Derrière la porte

Cela fait maintenant cinq mois que j’écris dans le cadre du ZODIAC WRITING CHALLENGE qui propose d’écrire une nouvelle (de 3 000 signes espaces compris) en choisissant un des thèmes proposés chaque mois.
Les thèmes de mai sont « Le vent », « Le miroir », « Derrière la porte », « Le retour ».
J’ai choisi « Derrière la porte »…
Bonne lecture !
*****

« C’est la fin… Il n’y en a plus que pour quelques heures… »
Les mots du médecin l’avaient frappé en plein cœur et leur écho y résonnait encore. Résigné, il s’était installé au chevet de sa mère et lui avait pris la main.

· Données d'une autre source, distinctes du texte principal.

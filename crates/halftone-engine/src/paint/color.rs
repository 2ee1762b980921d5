use std::fmt;

/// Linear RGBA color.
///
/// Invariant:
/// - channels are in linear space; sRGB only exists at the hex boundary.
///
/// The surface is configured with an sRGB format when available, so linear
/// values written by the shader are encoded back on store.
#[derive(Debug, Copy, Clone, Default, PartialEq)]
pub struct Color {
    pub r: f32,
    pub g: f32,
    pub b: f32,
    pub a: f32,
}

/// Error returned by [`Color::from_hex`].
#[derive(Debug, Clone, PartialEq, Eq)]
pub struct ColorParseError {
    pub input: String,
}

impl fmt::Display for ColorParseError {
    fn fmt(&self, f: &mut fmt::Formatter<'_>) -> fmt::Result {
        write!(f, "invalid hex color '{}' (expected #rrggbb or #rgb)", self.input)
    }
}

impl std::error::Error for ColorParseError {}

impl Color {
    #[inline]
    pub const fn black() -> Self {
        Self { r: 0.0, g: 0.0, b: 0.0, a: 1.0 }
    }

    /// Creates an opaque color from linear components.
    #[inline]
    pub const fn linear(r: f32, g: f32, b: f32) -> Self {
        Self { r, g, b, a: 1.0 }
    }

    /// Creates an opaque color from sRGB bytes (`0`–`255`).
    #[inline]
    pub fn from_srgb_u8(r: u8, g: u8, b: u8) -> Self {
        Self::from_srgb(r as f32 / 255.0, g as f32 / 255.0, b as f32 / 255.0)
    }

    /// Creates an opaque color from sRGB `f32` components in `[0, 1]`.
    #[inline]
    pub fn from_srgb(r: f32, g: f32, b: f32) -> Self {
        Self::linear(srgb_to_linear(r), srgb_to_linear(g), srgb_to_linear(b))
    }

    /// Parses `#rrggbb`, `rrggbb`, `#rgb` or `rgb`.
    pub fn from_hex(input: &str) -> Result<Self, ColorParseError> {
        let err = || ColorParseError { input: input.to_string() };
        let digits = input.trim().trim_start_matches('#');
        if !digits.is_ascii() {
            return Err(err());
        }

        let expanded: String = match digits.len() {
            3 => digits.chars().flat_map(|c| [c, c]).collect(),
            6 => digits.to_string(),
            _ => return Err(err()),
        };

        let value = u32::from_str_radix(&expanded, 16).map_err(|_| err())?;
        Ok(Self::from_srgb_u8(
            ((value >> 16) & 0xff) as u8,
            ((value >> 8) & 0xff) as u8,
            (value & 0xff) as u8,
        ))
    }

    /// Returns the sRGB components in `[0, 1]`.
    #[inline]
    pub fn to_srgb(self) -> (f32, f32, f32) {
        (
            linear_to_srgb(self.r),
            linear_to_srgb(self.g),
            linear_to_srgb(self.b),
        )
    }

    /// Formats as lowercase `#rrggbb` (alpha is dropped).
    pub fn to_hex(self) -> String {
        let (r, g, b) = self.to_srgb();
        let byte = |c: f32| (c.clamp(0.0, 1.0) * 255.0).round() as u8;
        format!("#{:02x}{:02x}{:02x}", byte(r), byte(g), byte(b))
    }

    /// Rotates the hue by `degrees`, keeping saturation and lightness (HSL, sRGB space).
    pub fn rotate_hue(self, degrees: f32) -> Self {
        let (r, g, b) = self.to_srgb();
        let (h, s, l) = rgb_to_hsl(r, g, b);
        let h = (h + degrees).rem_euclid(360.0);
        let (r, g, b) = hsl_to_rgb(h, s, l);
        let mut out = Self::from_srgb(r, g, b);
        out.a = self.a;
        out
    }

    /// Packs as a `vec4<f32>` for uniform upload.
    #[inline]
    pub fn to_array(self) -> [f32; 4] {
        [self.r, self.g, self.b, self.a]
    }

    #[inline]
    pub fn to_wgpu(self) -> wgpu::Color {
        wgpu::Color {
            r: self.r as f64,
            g: self.g as f64,
            b: self.b as f64,
            a: self.a as f64,
        }
    }

    #[inline]
    pub fn is_finite(self) -> bool {
        self.r.is_finite() && self.g.is_finite() && self.b.is_finite() && self.a.is_finite()
    }
}

#[inline]
fn srgb_to_linear(c: f32) -> f32 {
    let c = c.clamp(0.0, 1.0);
    if c <= 0.04045 {
        c / 12.92
    } else {
        ((c + 0.055) / 1.055).powf(2.4)
    }
}

#[inline]
fn linear_to_srgb(c: f32) -> f32 {
    let c = c.clamp(0.0, 1.0);
    if c <= 0.0031308 {
        c * 12.92
    } else {
        1.055 * c.powf(1.0 / 2.4) - 0.055
    }
}

fn rgb_to_hsl(r: f32, g: f32, b: f32) -> (f32, f32, f32) {
    let max = r.max(g).max(b);
    let min = r.min(g).min(b);
    let l = (max + min) * 0.5;
    let d = max - min;

    if d <= f32::EPSILON {
        return (0.0, 0.0, l);
    }

    let s = if l > 0.5 { d / (2.0 - max - min) } else { d / (max + min) };
    let h = if max == r {
        ((g - b) / d).rem_euclid(6.0)
    } else if max == g {
        (b - r) / d + 2.0
    } else {
        (r - g) / d + 4.0
    };

    (h * 60.0, s, l)
}

fn hsl_to_rgb(h: f32, s: f32, l: f32) -> (f32, f32, f32) {
    let c = (1.0 - (2.0 * l - 1.0).abs()) * s;
    let hp = h / 60.0;
    let x = c * (1.0 - (hp.rem_euclid(2.0) - 1.0).abs());
    let (r, g, b) = match hp as u32 {
        0 => (c, x, 0.0),
        1 => (x, c, 0.0),
        2 => (0.0, c, x),
        3 => (0.0, x, c),
        4 => (x, 0.0, c),
        _ => (c, 0.0, x),
    };
    let m = l - c * 0.5;
    (r + m, g + m, b + m)
}

#[cfg(test)]
mod tests {
    use super::*;

    // ── hex ───────────────────────────────────────────────────────────────

    #[test]
    fn hex_round_trips_default_palette() {
        for hex in ["#ff764d", "#e5ffe0", "#8e19b8", "#26132f"] {
            assert_eq!(Color::from_hex(hex).unwrap().to_hex(), hex);
        }
    }

    #[test]
    fn hex_accepts_short_form_and_missing_hash() {
        assert_eq!(Color::from_hex("#fff").unwrap().to_hex(), "#ffffff");
        assert_eq!(Color::from_hex("ff764d").unwrap().to_hex(), "#ff764d");
    }

    #[test]
    fn hex_is_case_insensitive() {
        assert_eq!(Color::from_hex("#E5FFE0").unwrap().to_hex(), "#e5ffe0");
    }

    #[test]
    fn hex_rejects_garbage() {
        assert!(Color::from_hex("#12345").is_err());
        assert!(Color::from_hex("#gggggg").is_err());
        assert!(Color::from_hex("").is_err());
    }

    #[test]
    fn hex_parse_is_linear() {
        // sRGB mid-gray is ~0.214 in linear space.
        let c = Color::from_hex("#808080").unwrap();
        assert!((c.r - 0.2158).abs() < 1e-3);
        assert_eq!(c.a, 1.0);
    }

    // ── hue ───────────────────────────────────────────────────────────────

    #[test]
    fn hue_rotation_full_turn_is_identity() {
        let c = Color::from_hex("#ff764d").unwrap();
        assert_eq!(c.rotate_hue(360.0).to_hex(), "#ff764d");
    }

    #[test]
    fn hue_rotation_red_to_green() {
        let red = Color::from_hex("#ff0000").unwrap();
        assert_eq!(red.rotate_hue(120.0).to_hex(), "#00ff00");
    }

    #[test]
    fn hue_rotation_leaves_gray_alone() {
        let gray = Color::from_hex("#808080").unwrap();
        assert_eq!(gray.rotate_hue(90.0).to_hex(), "#808080");
    }
}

Aussitôt, le passé prit le pas sur le présent et ses souvenirs l’assaillirent  comme pour chasser plus vite encore la vie qui s’échappait du corps de celle qui lui était si chère. Il tenta de les refouler, en vain. Les images défilèrent sans qu’il ne put rien y faire. Celles qui l’avait hanté durant son enfance revinrent en boucle, s’imposèrent et devinrent réalité.
Il n’avait que neuf  ans. Il évoluait dans le noir, les bras tendus, tel un aveugle sans canne. Il voulait crier pour exprimer sa peur et son angoisse – pour les exorciser peut-être aussi – mais aucun son ne sortait de sa gorge nouée. On l’avait prévenu pourtant : « Tu ne dois JAMAIS ouvrir cette porte. Sinon tu erreras dans un dédale sans fi,  et hanté par les spectres du château ».
On lui avait dit mais il n’avait pas écouté… Maintenant il était seul et perdu à jamais.
Soudain il frôla quelque chose du bout des doigts. Prudent, il avança d’un pas et comprit qu’il se trouvait face à un mur. Il le longea à tâtons dans l’espoir de trouver une porte de salut…
Puis tout alla très vite. Là, tout près de lui, au ras du sol, il distingua un faible filet de lumière. Haletant, il accéléra le pas et sa main heurta une poignée. Il ouvrit la porte.
Aussitôt, il fut ébloui par la clarté de la pièce qui ressemblait à celles du château illustré dans son livre préféré. Les murs en pierre, couverts de toiles d’araignée et effrités par le temps, avaient déposé au sol de la poussière et des gravats. Quand il vit la fenêtre d’où venaient les rayons du soleil, il reconnut avec effroi l’endroit qui l’avait terrifié la veille sur le petit écran. Sa  peur s’amplifia quand il se rappela les paroles du commentateur : « Jamais personne n’en est sorti vivant ».  Le hurlement emprisonné jusqu’alors dans sa poitrine s’échappa enfin. Terrifiant et suppliant !
Puis il appela sa maman de toutes ses forces en un long cri désespéré.
– Jean, mon petit Jean… Ne pleure pas voyons !  Ce n’est qu’un mauvais rêve !
A ces mots, les souvenirs s’évanouirent et ramenèrent Jean au présent. S’il était maintenant adulte, la réminiscence de son cauchemar d’enfant  le mit mal à l’aise. Il n’avait jamais eu le courage d’entrer dans « la pièce interdite » et savait qu’aujourd’hui encore il n’en aurait pas l’audace. A aucun moment il n’avait osé demander à sa mère ce qui s’y trouvait. Elle emporterait bientôt avec elle son secret.
Il en était là de ses réflexions, quand il sentit une douce pression sur sa main. Il se tourna vers sa mère. Elle le regardait avec tendresse. Aux mouvements de ses lèvres, il  comprit qu’elle voulait lui parler. Il se pencha vers elle et écouta ses dernières paroles :
« Tu dois franchir le pas, Jean ! Tu dois oser. Ce n’est qu’une ouverture,  tu comprends ? Une ouverture sur le monde et sur la vie ! C e qui est important ce n’est pas ce que tu trouveras  derrière la porte… mais ce que tu en feras ».